Researchers will employ Implementation Science methodology to understand and act upon the determinants of representation in HIV clinical studies in order to improve the diversity of study recruitment at the central London clinic-embedded research unit such that it better represents the clinic population. The setting is the Harrison Wing service: a specialist outpatient service for over 3500 people living with HIV based at Guy's and St Thomas' NHS Foundation Trust. This study will evaluate the extent and characteristics of study underrepresentation in the context of our clinic; identify and engage key stakeholder communities including both patients and clinicians, and collaboratively design a strategy to facilitate uptake of diverse recruitment and diverse participation using participatory methods.

Rationale and potential benefits of this study:

The demographic characteristics of participants in HIV clinical studies do not match those of the wider population of people living with HIV (PLHIV), from clinic-level to global scales.

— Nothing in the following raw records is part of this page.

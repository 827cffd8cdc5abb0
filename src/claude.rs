use reqwest::{Client, StatusCode};
use serde::{Deserialize, Serialize};
use serde_json::{json, Value};
use thiserror::Error;
use tracing::{debug, error, info, instrument};

use crate::config::{ClaudeConfig, ConfigError};
use crate::constants;

/// User text that survived trimming. Blank input never becomes a request,
/// so nothing downstream has to re-check it.
#[derive(Debug, Clone, PartialEq, Eq)]
pub struct PromptRequest(String);

impl PromptRequest {
    pub fn new(text: &str) -> Option<Self> {
        let trimmed = text.trim();
        if trimmed.is_empty() {
            None
        } else {
            Some(Self(trimmed.to_string()))
        }
    }

    pub fn as_str(&self) -> &str {
        &self.0
    }
}

/// Outcome of one dispatch. Parse problems never show up here as failures:
/// non-JSON model output is wrapped into a `Success` payload instead.
#[derive(Debug, Clone, PartialEq)]
pub enum ModelResponse {
    Success(Value),
    Failure(String),
}

impl ModelResponse {
    pub fn is_success(&self) -> bool {
        matches!(self, ModelResponse::Success(_))
    }

    pub fn payload(&self) -> Option<&Value> {
        match self {
            ModelResponse::Success(value) => Some(value),
            ModelResponse::Failure(_) => None,
        }
    }

    pub fn error(&self) -> Option<&str> {
        match self {
            ModelResponse::Success(_) => None,
            ModelResponse::Failure(message) => Some(message),
        }
    }
}

#[derive(Debug, Error)]
pub enum DispatchError {
    #[error(transparent)]
    Config(#[from] ConfigError),
    #[error("Failed to get response from Claude")]
    Transport(#[from] reqwest::Error),
    #[error("Failed to get response from Claude")]
    Status(StatusCode),
    #[error("{0}")]
    Provider(String),
    #[error("Claude response contained no text content")]
    MissingText,
}

// Structures matching the Messages API
#[derive(Serialize, Debug)]
struct MessagesRequest<'a> {
    model: &'a str,
    max_tokens: u32,
    messages: Vec<RequestMessage>,
    system: &'a str,
}

#[derive(Serialize, Debug)]
struct RequestMessage {
    role: &'static str,
    content: String,
}

#[derive(Deserialize, Debug)]
struct MessagesResponse {
    #[serde(default)]
    content: Vec<ContentBlock>,
}

#[derive(Deserialize, Debug)]
struct ContentBlock {
    text: Option<String>,
}

#[derive(Deserialize, Debug)]
struct ErrorEnvelope {
    error: ErrorBody,
}

#[derive(Deserialize, Debug)]
struct ErrorBody {
    message: Option<String>,
}

fn build_request<'a>(config: &'a ClaudeConfig, prompt: &PromptRequest) -> MessagesRequest<'a> {
    MessagesRequest {
        model: &config.model,
        max_tokens: config.max_tokens,
        messages: vec![RequestMessage {
            role: "user",
            content: format!("{}\n\n{}", prompt.as_str(), constants::JSON_INSTRUCTION),
        }],
        system: constants::SYSTEM_PROMPT,
    }
}

/// Parses model output as JSON, falling back to a raw-text payload.
pub fn parse_model_text(text: &str) -> Value {
    match serde_json::from_str::<Value>(text) {
        Ok(value) => value,
        Err(e) => {
            debug!(error = %e, "Model output is not JSON, keeping raw text");
            json!({
                "rawResponse": text,
                "note": constants::NON_JSON_NOTE,
            })
        }
    }
}

/// Issues single-shot requests to the Claude Messages API.
#[derive(Debug, Clone)]
pub struct PromptDispatcher {
    client: Client,
    config: ClaudeConfig,
}

impl PromptDispatcher {
    pub fn new(config: ClaudeConfig) -> Self {
        Self {
            client: Client::new(),
            config,
        }
    }

    pub fn config(&self) -> &ClaudeConfig {
        &self.config
    }

    pub fn has_api_key(&self) -> bool {
        self.config.api_key().is_ok()
    }

    #[instrument(skip(self, prompt), fields(model = %self.config.model))]
    pub async fn dispatch(&self, prompt: &PromptRequest) -> ModelResponse {
        match self.request_text(prompt).await {
            Ok(text) => ModelResponse::Success(parse_model_text(&text)),
            Err(e) => {
                error!(error = ?e, "Error querying Claude");
                ModelResponse::Failure(e.to_string())
            }
        }
    }

    async fn request_text(&self, prompt: &PromptRequest) -> Result<String, DispatchError> {
        let api_key = self.config.api_key()?;
        let body = build_request(&self.config, prompt);

        info!(endpoint = %self.config.endpoint, "Making request to Claude API");

        let response = self
            .client
            .post(&self.config.endpoint)
            .header("content-type", "application/json")
            .header("x-api-key", api_key)
            .header("anthropic-version", constants::ANTHROPIC_VERSION)
            .json(&body)
            .send()
            .await?;

        let status = response.status();
        let raw = response.text().await?;

        if !status.is_success() {
            error!(%status, body = %raw, "Claude API request failed");
            let message = serde_json::from_str::<ErrorEnvelope>(&raw)
                .ok()
                .and_then(|envelope| envelope.error.message)
                .filter(|m| !m.trim().is_empty());
            return Err(match message {
                Some(message) => DispatchError::Provider(message),
                None => DispatchError::Status(status),
            });
        }

        let parsed: MessagesResponse = serde_json::from_str(&raw).map_err(|e| {
            error!(error = %e, "Claude response body was not a messages response");
            DispatchError::MissingText
        })?;

        debug!(blocks = parsed.content.len(), "Received Claude response");

        parsed
            .content
            .into_iter()
            .next()
            .and_then(|block| block.text)
            .ok_or(DispatchError::MissingText)
    }
}

#[cfg(test)]
mod tests {
    use super::*;

    #[test]
    fn test_prompt_request_trims() {
        assert!(PromptRequest::new("").is_none());
        assert!(PromptRequest::new("  \n\t ").is_none());
        let request = PromptRequest::new("  population of France \n").unwrap();
        assert_eq!(request.as_str(), "population of France");
    }

    #[test]
    fn test_parse_model_text_json() {
        let value = parse_model_text(r#"{"title":"T","data":[1,2,3]}"#);
        assert_eq!(value, json!({"title": "T", "data": [1, 2, 3]}));
    }

    #[test]
    fn test_parse_model_text_fallback() {
        let value = parse_model_text("not json");
        assert_eq!(value["rawResponse"], "not json");
        assert_eq!(value["note"], constants::NON_JSON_NOTE);
    }

    #[test]
    fn test_request_body_shape() {
        let config = ClaudeConfig {
            api_key: Some("k".to_string()),
            endpoint: "http://localhost/v1/messages".to_string(),
            model: "claude-test".to_string(),
            max_tokens: 123,
        };
        let prompt = PromptRequest::new("hello").unwrap();
        let body = serde_json::to_value(build_request(&config, &prompt)).unwrap();

        assert_eq!(body["model"], "claude-test");
        assert_eq!(body["max_tokens"], 123);
        assert_eq!(body["system"], constants::SYSTEM_PROMPT);
        assert_eq!(body["messages"][0]["role"], "user");
        let content = body["messages"][0]["content"].as_str().unwrap();
        assert!(content.starts_with("hello\n\n"));
        assert!(content.contains("valid JSON only"));
        assert!(content.contains("\"citation\""));
    }

    #[test]
    fn test_model_response_accessors() {
        let ok = ModelResponse::Success(json!({"a": 1}));
        assert!(ok.is_success());
        assert_eq!(ok.payload(), Some(&json!({"a": 1})));
        assert!(ok.error().is_none());

        let failed = ModelResponse::Failure("boom".to_string());
        assert!(!failed.is_success());
        assert!(failed.payload().is_none());
        assert_eq!(failed.error(), Some("boom"));
    }

    #[test]
    fn test_missing_key_error_mentions_api_key() {
        let err = DispatchError::from(ConfigError::MissingApiKey);
        assert!(err.to_string().contains("API key"));
    }
}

Women and ethnic minorities are chronically underrepresented. Those at the intersections including ethnic minority or socially excluded women have particularly low participation rates.

Underrepresentation in HIV clinical studies is well-recognized to seriously threaten clinicians' and patients' ability to make informed decisions about treatment. Sub-group analyses often lack statistical power, whereas studies that actively or exclusively target underrepresented groups can reveal critical information about HIV treatment. Evidence is accumulating of gender and ethnicity-based differences in the transmission, physiology, course of infection, efficacy and safety of treatment, access to care and long-term wellbeing for PLHIV. ViiV Healthcare recently highlighted this and called for targeted enrolment of women in clinical trials.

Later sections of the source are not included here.